The vividly colored mural is mounted on the side of Siemer Auto Center and depicts a scene from a 1960s-era gas station. It shows a smiling station attendant tipping his hat to passing motorists and another worker cheerfully giving directions to a customer. The title: "Friendly Service at Siemer Auto Center."

Owner Jason Siemer told the Fremont Tribune (http://bit.ly/1oD7Fkj ) the artwork perfectly fits his center's "old school theme."

"I thought it would be a cool little thing to add to the store to just kind of make it more of a landmark and make it look neat," Siemer said.

His stepfather became a friend of artist John Cerney before Cerney became nationally recognized for his cut-out murals placed in California fields, Siemer said. The two men worked together in the lettuce industry near Cerney's hometown of Salinas, California, in the 1970s.

Cerney began his art career working in Southern California's television industry. He eventually persuaded farmers near Salinas to let him paint murals on their barns.

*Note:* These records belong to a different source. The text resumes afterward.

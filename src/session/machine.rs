// src/session/machine.rs — Session state machine
//
// Owns the single active Session and the single open channel. Everything
// asynchronous (initiate responses, channel events, silence timeouts) comes
// back through inbound queues and is applied in `step()`, one item at a time,
// after checking the generation it was tagged with against the current one.
// Every operation that supersedes a channel bumps the generation, so late
// deliveries from an old channel or an old question are dropped, not applied.

use std::sync::Arc;

use chrono::Utc;
use tokio::sync::mpsc;
use tokio::task::AbortHandle;
use tokio::time::Instant;

use super::observer::{Observers, SubscriptionId};
use super::types::{Session, SessionStatus};
use crate::infra::config::{RetryMode, SessionConfig};
use crate::infra::errors::QaError;
use crate::transport::{
    ChannelEvent, ChannelHandle, EventSink, InitiateResponse, TaggedEvent, Transport,
};

/// Outcome of an initiate request, tagged like channel events.
#[derive(Debug)]
struct Initiated {
    generation: u64,
    result: Result<InitiateResponse, QaError>,
}

pub struct SessionMachine {
    transport: Arc<dyn Transport>,
    config: SessionConfig,
    session: Session,
    generation: u64,
    channel: Option<ChannelHandle>,
    stream_endpoint: Option<String>,
    initiate_task: Option<AbortHandle>,
    last_activity: Option<Instant>,
    events_tx: mpsc::UnboundedSender<TaggedEvent>,
    events_rx: mpsc::UnboundedReceiver<TaggedEvent>,
    initiated_tx: mpsc::UnboundedSender<Initiated>,
    initiated_rx: mpsc::UnboundedReceiver<Initiated>,
    observers: Observers,
}

impl SessionMachine {
    pub fn new(transport: Arc<dyn Transport>, config: SessionConfig) -> Self {
        let (events_tx, events_rx) = mpsc::unbounded_channel();
        let (initiated_tx, initiated_rx) = mpsc::unbounded_channel();
        Self {
            transport,
            config,
            session: Session::idle(),
            generation: 0,
            channel: None,
            stream_endpoint: None,
            initiate_task: None,
            last_activity: None,
            events_tx,
            events_rx,
            initiated_tx,
            initiated_rx,
            observers: Observers::default(),
        }
    }

    // ─── Observation ────────────────────────────────────────────

    pub fn session(&self) -> &Session {
        &self.session
    }

    pub fn status(&self) -> SessionStatus {
        self.session.status
    }

    /// Token carried by every queued delivery; bumped on each supersession.
    pub fn generation(&self) -> u64 {
        self.generation
    }

    pub fn has_open_channel(&self) -> bool {
        self.channel.as_ref().is_some_and(|c| c.is_open())
    }

    pub fn transport(&self) -> Arc<dyn Transport> {
        self.transport.clone()
    }

    /// Register an observer. It is called synchronously after every change,
    /// including once per applied fragment.
    pub fn subscribe(&mut self, observer: impl Fn(&Session) + Send + 'static) -> SubscriptionId {
        self.observers.subscribe(observer)
    }

    pub fn unsubscribe(&mut self, id: SubscriptionId) -> bool {
        self.observers.unsubscribe(id)
    }

    fn publish(&self) {
        self.observers.notify(&self.session);
    }

    // ─── User intents ───────────────────────────────────────────

    /// Start a new question, superseding whatever was running.
    ///
    /// Only input validation can fail here; upstream failures surface later
    /// as a `Failed` session.
    pub fn submit(&mut self, question: &str) -> Result<(), QaError> {
        let question = question.trim();
        if question.is_empty() {
            return Err(QaError::Validation("question must not be empty".into()));
        }

        self.supersede();
        self.stream_endpoint = None;
        self.session = Session::begin(question);
        tracing::info!("Submitting question (generation {})", self.generation);
        self.publish();

        let transport = self.transport.clone();
        let tx = self.initiated_tx.clone();
        let generation = self.generation;
        let question = question.to_string();
        let caller_id = self.config.caller_id.clone();
        let task = tokio::spawn(async move {
            let result = transport.initiate(&question, &caller_id).await;
            let _ = tx.send(Initiated { generation, result });
        });
        self.initiate_task = Some(task.abort_handle());
        Ok(())
    }

    /// Reopen the channel for the current session id after a failure or
    /// interruption.
    pub fn retry(&mut self) -> Result<(), QaError> {
        let status = self.session.status;
        if !status.is_retryable() {
            return Err(QaError::Unsupported(format!(
                "retry is only possible after a failure or interruption (session is {status})"
            )));
        }
        let Some(session_id) = self.session.id.clone() else {
            return Err(QaError::Unsupported(
                "session was never assigned an upstream id; submit the question again".into(),
            ));
        };
        if !self.transport.supports_resume() {
            return Err(QaError::Unsupported(format!(
                "upstream cannot resume session '{session_id}'"
            )));
        }
        if self.stream_endpoint.is_none() {
            return Err(QaError::Unsupported(format!(
                "no stream endpoint known for session '{session_id}'"
            )));
        }

        self.supersede();
        if self.config.retry_mode == RetryMode::Replay {
            self.session.streamed.reset();
        }
        tracing::info!(
            "Retrying session {} ({:?}, generation {})",
            session_id,
            self.config.retry_mode,
            self.generation
        );
        self.open_channel();
        Ok(())
    }

    /// Stop the in-flight request or channel and mark the session interrupted.
    pub fn cancel(&mut self) -> Result<(), QaError> {
        let status = self.session.status;
        if !status.is_active() {
            return Err(QaError::InvalidState {
                operation: "cancel",
                status,
            });
        }
        self.supersede();
        self.session.streamed.sample();
        self.session.status = SessionStatus::Interrupted;
        self.session.error = None;
        tracing::info!("Session cancelled (was {})", status);
        self.publish();
        Ok(())
    }

    /// Drop the current session entirely and return to `Idle`.
    pub fn clear(&mut self) {
        self.supersede();
        self.stream_endpoint = None;
        self.session = Session::idle();
        self.publish();
    }

    // ─── Driving ────────────────────────────────────────────────

    /// Wait for the next inbound delivery (or the silence deadline) and
    /// apply it. Returns `false` only if every inbound source is closed.
    pub async fn step(&mut self) -> bool {
        let deadline = self.silence_deadline();
        tokio::select! {
            Some(initiated) = self.initiated_rx.recv() => {
                self.apply_initiated(initiated);
                true
            }
            Some(tagged) = self.events_rx.recv() => {
                self.apply_event(tagged);
                true
            }
            _ = sleep_until(deadline) => {
                self.on_silence();
                true
            }
            else => false,
        }
    }

    /// Drive the machine until nothing is in flight.
    pub async fn run_until_settled(&mut self) -> &Session {
        while self.session.status.is_active() {
            if !self.step().await {
                break;
            }
        }
        &self.session
    }

    fn silence_deadline(&self) -> Option<Instant> {
        if self.session.status != SessionStatus::Streaming || self.config.max_silence_seconds == 0 {
            return None;
        }
        // A bound too large for the clock means no deadline at all.
        self.last_activity
            .and_then(|last| last.checked_add(self.config.max_silence()))
    }

    // ─── Transitions ────────────────────────────────────────────

    fn apply_initiated(&mut self, initiated: Initiated) {
        if initiated.generation != self.generation
            || self.session.status != SessionStatus::AwaitingFastAnswer
        {
            tracing::debug!(
                "Discarding initiate response for generation {} (current {})",
                initiated.generation,
                self.generation
            );
            return;
        }
        self.initiate_task = None;

        match initiated.result {
            Ok(response) => {
                tracing::info!(
                    "Session {} initiated (fast answer: {})",
                    response.session_id,
                    response.fast_answer.is_some()
                );
                self.session.id = Some(response.session_id);
                self.session.fast_answer = response.fast_answer;
                self.stream_endpoint = Some(response.stream_endpoint);
                self.open_channel();
            }
            Err(e) => {
                tracing::warn!("Initiate failed: {}", e);
                self.finish(SessionStatus::Failed, Some(e.to_string()));
            }
        }
    }

    /// Open the stream for the current generation. Publishes exactly once:
    /// either `Streaming` with the channel already held, or `Failed`.
    fn open_channel(&mut self) {
        let Some(endpoint) = self.stream_endpoint.clone() else {
            self.finish(
                SessionStatus::Failed,
                Some("no stream endpoint available".into()),
            );
            return;
        };
        let sink = EventSink::new(self.generation, self.events_tx.clone());
        match self.transport.open_stream(&endpoint, sink) {
            Ok(handle) => {
                self.channel = Some(handle);
                self.session.status = SessionStatus::Streaming;
                self.session.error = None;
                self.session.stream_started_at = Some(Utc::now());
                self.last_activity = Some(Instant::now());
                self.publish();
            }
            Err(e) => {
                tracing::warn!("Failed to open stream {}: {}", endpoint, e);
                self.finish(SessionStatus::Failed, Some(e.to_string()));
            }
        }
    }

    fn apply_event(&mut self, tagged: TaggedEvent) {
        if tagged.generation != self.generation {
            tracing::debug!(
                "Discarding event from superseded channel (generation {}, current {})",
                tagged.generation,
                self.generation
            );
            return;
        }
        if self.session.status != SessionStatus::Streaming {
            tracing::debug!("Discarding event while {}", self.session.status);
            return;
        }
        self.last_activity = Some(Instant::now());

        match tagged.event {
            ChannelEvent::Chunk(fragment) => {
                self.session.streamed.append(&fragment);
                self.session.streamed.sample();
                tracing::debug!(
                    "Fragment #{} ({} bytes)",
                    self.session.streamed.fragment_count(),
                    fragment.len()
                );
                self.publish();
            }
            ChannelEvent::Complete => self.finish(SessionStatus::Completed, None),
            ChannelEvent::Error(reason) => {
                tracing::warn!("Upstream reported error: {}", reason);
                self.finish(SessionStatus::Failed, Some(reason));
            }
            ChannelEvent::Dropped(reason) => {
                tracing::warn!("Channel dropped: {}", reason);
                let error = QaError::Connection(reason).to_string();
                self.finish(SessionStatus::Interrupted, Some(error));
            }
        }
    }

    fn on_silence(&mut self) {
        if self.session.status != SessionStatus::Streaming {
            return;
        }
        let secs = self.config.max_silence_seconds;
        tracing::warn!("No channel activity for {}s, treating as interrupted", secs);
        let error = QaError::Connection(format!("no channel activity for {secs}s")).to_string();
        self.finish(SessionStatus::Interrupted, Some(error));
    }

    /// Enter a terminal status: close the channel and publish.
    fn finish(&mut self, status: SessionStatus, error: Option<String>) {
        self.close_channel();
        self.initiate_task = None;
        self.last_activity = None;
        self.session.streamed.sample();
        self.session.status = status;
        self.session.error = error;
        tracing::info!(
            "Session {} {} ({} fragments, {}ms)",
            self.session.id.as_deref().unwrap_or("-"),
            status,
            self.session.streamed.fragment_count(),
            self.session.streamed.sampled_ms()
        );
        self.publish();
    }

    fn close_channel(&mut self) {
        if let Some(mut channel) = self.channel.take() {
            channel.close();
        }
    }

    /// Invalidate everything in flight for the current generation.
    fn supersede(&mut self) {
        self.close_channel();
        if let Some(task) = self.initiate_task.take() {
            task.abort();
        }
        self.last_activity = None;
        self.generation += 1;
    }
}

impl Drop for SessionMachine {
    fn drop(&mut self) {
        self.close_channel();
        if let Some(task) = self.initiate_task.take() {
            task.abort();
        }
    }
}

async fn sleep_until(deadline: Option<Instant>) {
    match deadline {
        Some(deadline) => tokio::time::sleep_until(deadline).await,
        None => std::future::pending().await,
    }
}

To make his work more realistic and three-dimensional, Cerney began cutting figures out of the murals and placing them in the landscape. In one, a farmer paid Cerney for creating and painting 18-foot laborers in the fields along a highway.

The Fremont artwork is closer to a traditional mural, Cerney said. He drove past it a couple of times to get a sense of its impact.

"It almost looks like a drive-in movie screen," Cerney said. "My colors are so bright that it probably throws you off a little bit."